DATA TO PROCESS:
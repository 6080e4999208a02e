use glam::{Quat, Vec3};

use crate::math::Transform;
use crate::net::LaserRecord;

pub const DEFAULT_LASER_LIFETIME_MS: u64 = 10_000;

#[derive(Debug, Clone)]
pub struct Laser {
    pub id: u32,
    /// May name a ship that has since left.
    pub sender_id: u32,
    pub transform: Transform,
    pub origin: Vec3,
    pub direction: Vec3,
    pub speed: f32,
    pub start_time_ms: u64,
    pub end_time_ms: u64,
}

impl Laser {
    pub fn new(
        id: u32,
        sender_id: u32,
        muzzle: &Transform,
        speed: f32,
        start_time_ms: u64,
        lifetime_ms: u64,
    ) -> Self {
        Self {
            id,
            sender_id,
            transform: muzzle.clone(),
            origin: muzzle.position(),
            direction: muzzle.forward(),
            speed,
            start_time_ms,
            end_time_ms: start_time_ms.saturating_add(lifetime_ms),
        }
    }

    /// Rebuilds a laser announced by the server. The sender is not on the wire.
    pub fn from_record(record: &LaserRecord, speed: f32) -> Self {
        let transform = Transform::new(record.origin.into(), Quat::from(record.orientation));
        Self {
            id: record.entity_id,
            sender_id: 0,
            origin: transform.position(),
            direction: transform.forward(),
            transform,
            speed,
            start_time_ms: record.start_time_ms,
            end_time_ms: record.end_time_ms,
        }
    }

    pub fn record(&self) -> LaserRecord {
        LaserRecord {
            entity_id: self.id,
            start_time_ms: self.start_time_ms,
            end_time_ms: self.end_time_ms,
            origin: self.origin.into(),
            orientation: self.transform.orientation().into(),
        }
    }

    pub fn update(&mut self, dt: f32) {
        self.transform.add_position(self.direction * self.speed * dt);
    }

    /// Places the laser where it would be at `now_ms` had it flown since spawning.
    pub fn advance_to(&mut self, now_ms: u64) {
        let flown = now_ms.saturating_sub(self.start_time_ms) as f32 / 1000.0;
        self.transform
            .set_position(self.origin + self.direction * self.speed * flown);
    }

    pub fn is_expired(&self, now_ms: u64) -> bool {
        now_ms >= self.end_time_ms
    }

    /// Segment checked for hits: centred on the laser, `length` long.
    pub fn hit_ray(&self, length: f32) -> (Vec3, Vec3, f32) {
        let start = self.transform.position() - self.direction * (length * 0.5);
        (start, self.direction, length)
    }
}
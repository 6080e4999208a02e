use glam::{Quat, Vec3};

use spacegame::net::PlayerRecord;

use super::config::ReckoningConfig;

/// One authoritative observation of a remote ship.
#[derive(Debug, Clone, Copy, PartialEq)]
pub struct Observation {
    pub position: Vec3,
    pub velocity: Vec3,
    pub acceleration: Vec3,
    pub orientation: Quat,
    pub server_time_ms: u64,
    /// Local clock when the update arrived.
    pub received_ms: u64,
}

impl Observation {
    pub fn from_record(record: &PlayerRecord, server_time_ms: u64, received_ms: u64) -> Self {
        Self {
            position: record.position.into(),
            velocity: record.linear_velocity.into(),
            acceleration: record.reserved.into(),
            orientation: record.orientation.into(),
            server_time_ms,
            received_ms,
        }
    }

    /// `p + v*t + a*t^2/2`
    pub fn project(&self, t: f32) -> Vec3 {
        self.position + self.velocity * t + self.acceleration * (t * t * 0.5)
    }

    fn is_newer_than(&self, other: &Observation) -> bool {
        (self.received_ms, self.server_time_ms) > (other.received_ms, other.server_time_ms)
    }
}

#[derive(Debug, Clone, PartialEq)]
enum State {
    Uninitialized,
    Tracking {
        previous: Observation,
        latest: Observation,
        interval: f32,
        elapsed: f32,
    },
}

/// Two-slot dead reckoning for a remote ship.
#[derive(Debug, Clone, PartialEq)]
pub struct DeadReckoning {
    config: ReckoningConfig,
    state: State,
}

impl DeadReckoning {
    pub fn new(config: ReckoningConfig) -> Self {
        Self {
            config,
            state: State::Uninitialized,
        }
    }

    pub fn is_tracking(&self) -> bool {
        matches!(self.state, State::Tracking { .. })
    }

    /// Both slots take `observation`; any history is discarded.
    pub fn seed(&mut self, observation: Observation) {
        self.state = State::Tracking {
            previous: observation,
            latest: observation,
            interval: self.config.default_interval_secs.max(self.config.min_interval_secs),
            elapsed: 0.0,
        };
    }

    /// Returns false when the update is not newer than the one held and was dropped.
    pub fn observe(&mut self, observation: Observation) -> bool {
        let min_interval = self.config.min_interval_secs;
        match &mut self.state {
            State::Uninitialized => {
                self.seed(observation);
                true
            }
            State::Tracking {
                previous,
                latest,
                interval,
                elapsed,
            } => {
                if !observation.is_newer_than(latest) {
                    log::trace!(
                        "Dropped stale update (received {} <= {})",
                        observation.received_ms,
                        latest.received_ms
                    );
                    return false;
                }

                *previous = *latest;
                *latest = observation;
                let gap = latest.received_ms.saturating_sub(previous.received_ms) as f32 / 1000.0;
                *interval = gap.max(min_interval);
                *elapsed = 0.0;
                true
            }
        }
    }

    /// Advances by `dt` and returns the blended position and orientation.
    pub fn interpolate(&mut self, dt: f32) -> Option<(Vec3, Quat)> {
        let max_age = self.config.max_extrapolation_secs;
        let State::Tracking {
            previous,
            latest,
            interval,
            elapsed,
        } = &mut self.state
        else {
            return None;
        };

        *elapsed += dt.max(0.0);
        let t = (*elapsed / *interval).clamp(0.0, 1.0);

        let gap = latest.received_ms.saturating_sub(previous.received_ms) as f32 / 1000.0;
        let from = previous.project((gap + *elapsed).min(max_age));
        let to = latest.project(elapsed.min(max_age));

        let position = from.lerp(to, t);
        let orientation = previous.orientation.slerp(latest.orientation, t).normalize();
        Some((position, orientation))
    }

    pub fn blend_factor(&self) -> f32 {
        match &self.state {
            State::Uninitialized => 0.0,
            State::Tracking {
                interval, elapsed, ..
            } => (*elapsed / *interval).clamp(0.0, 1.0),
        }
    }

    pub fn interval_secs(&self) -> Option<f32> {
        match &self.state {
            State::Uninitialized => None,
            State::Tracking { interval, .. } => Some(*interval),
        }
    }

    pub fn latest(&self) -> Option<&Observation> {
        match &self.state {
            State::Uninitialized => None,
            State::Tracking { latest, .. } => Some(latest),
        }
    }
}

impl Default for DeadReckoning {
    fn default() -> Self {
        Self::new(ReckoningConfig::default())
    }
}

#[cfg(test)]
mod tests {
    use super::*;

    fn observation(position: Vec3, velocity: Vec3, received_ms: u64) -> Observation {
        Observation {
            position,
            velocity,
            acceleration: Vec3::ZERO,
            orientation: Quat::IDENTITY,
            server_time_ms: received_ms,
            received_ms,
        }
    }

    fn same_rotation(a: Quat, b: Quat) -> bool {
        a.dot(b).abs() > 1.0 - 1e-5
    }

    #[test]
    fn test_uninitialized_yields_nothing() {
        let mut reckoning = DeadReckoning::default();
        assert!(!reckoning.is_tracking());
        assert!(reckoning.interpolate(0.1).is_none());
    }

    #[test]
    fn test_identical_seed_does_not_drift() {
        let mut reckoning = DeadReckoning::default();
        let seed = Observation {
            orientation: Quat::from_rotation_y(0.7),
            ..observation(Vec3::new(3.0, -2.0, 9.0), Vec3::ZERO, 1000)
        };
        reckoning.seed(seed);

        for dt in [0.0, 0.016, 0.2, 0.5, 3.0] {
            let (position, orientation) = reckoning.interpolate(dt).unwrap();
            assert_eq!(position, seed.position);
            assert!(same_rotation(orientation, seed.orientation));
        }
    }

    #[test]
    fn test_seeded_motion_is_capped() {
        let mut reckoning = DeadReckoning::default();
        reckoning.seed(observation(Vec3::ZERO, Vec3::X, 0));

        let (p, _) = reckoning.interpolate(0.5).unwrap();
        assert!((p.x - 0.5).abs() < 1e-5);

        let (p, _) = reckoning.interpolate(5.0).unwrap();
        assert!((p.x - 1.0).abs() < 1e-5);
    }

    #[test]
    fn test_stale_updates_are_dropped() {
        let mut reckoning = DeadReckoning::default();
        assert!(reckoning.observe(observation(Vec3::ZERO, Vec3::ZERO, 1000)));
        assert!(reckoning.observe(observation(Vec3::X, Vec3::ZERO, 1200)));
        assert!(!reckoning.observe(observation(Vec3::Y, Vec3::ZERO, 1100)));
        assert!(!reckoning.observe(observation(Vec3::Y, Vec3::ZERO, 1200)));

        assert_eq!(reckoning.latest().unwrap().position, Vec3::X);
    }

    #[test]
    fn test_interval_comes_from_receipt_gap() {
        let mut reckoning = DeadReckoning::default();
        reckoning.observe(observation(Vec3::ZERO, Vec3::ZERO, 1000));
        assert_eq!(reckoning.interval_secs(), Some(0.2));

        reckoning.observe(observation(Vec3::X, Vec3::ZERO, 1250));
        assert!((reckoning.interval_secs().unwrap() - 0.25).abs() < 1e-6);
    }

    #[test]
    fn test_zero_gap_uses_minimum_interval() {
        let mut reckoning = DeadReckoning::default();
        reckoning.observe(Observation {
            server_time_ms: 1,
            ..observation(Vec3::ZERO, Vec3::ZERO, 1000)
        });
        reckoning.observe(Observation {
            server_time_ms: 2,
            ..observation(Vec3::X, Vec3::ZERO, 1000)
        });

        assert_eq!(reckoning.interval_secs(), Some(0.01));
        let (p, _) = reckoning.interpolate(0.0).unwrap();
        assert!(p.is_finite());
    }

    #[test]
    fn test_blend_endpoints() {
        let a = observation(Vec3::ZERO, Vec3::Z, 1000);
        let b = Observation {
            orientation: Quat::from_rotation_y(1.0),
            ..observation(Vec3::new(0.0, 0.0, 0.4), Vec3::Z * 2.0, 1200)
        };

        let mut reckoning = DeadReckoning::default();
        reckoning.observe(a);
        reckoning.observe(b);

        let (start, start_rot) = reckoning.interpolate(0.0).unwrap();
        assert_eq!(reckoning.blend_factor(), 0.0);
        assert!((start - a.project(0.2)).length() < 1e-5);
        assert!(same_rotation(start_rot, a.orientation));

        let (end, end_rot) = reckoning.interpolate(0.2).unwrap();
        assert_eq!(reckoning.blend_factor(), 1.0);
        assert!((end - b.project(0.2)).length() < 1e-5);
        assert!(same_rotation(end_rot, b.orientation));
    }

    #[test]
    fn test_acceleration_term() {
        let mut reckoning = DeadReckoning::default();
        reckoning.seed(Observation {
            acceleration: Vec3::new(0.0, 2.0, 0.0),
            ..observation(Vec3::ZERO, Vec3::ZERO, 0)
        });
        let (p, _) = reckoning.interpolate(0.5).unwrap();
        assert!((p.y - 0.25).abs() < 1e-5);
    }
}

WORK TO COMPLETE: How many lines in the data contain "speed"? Answer with the number alone.

WRITTEN SOLUTION: 7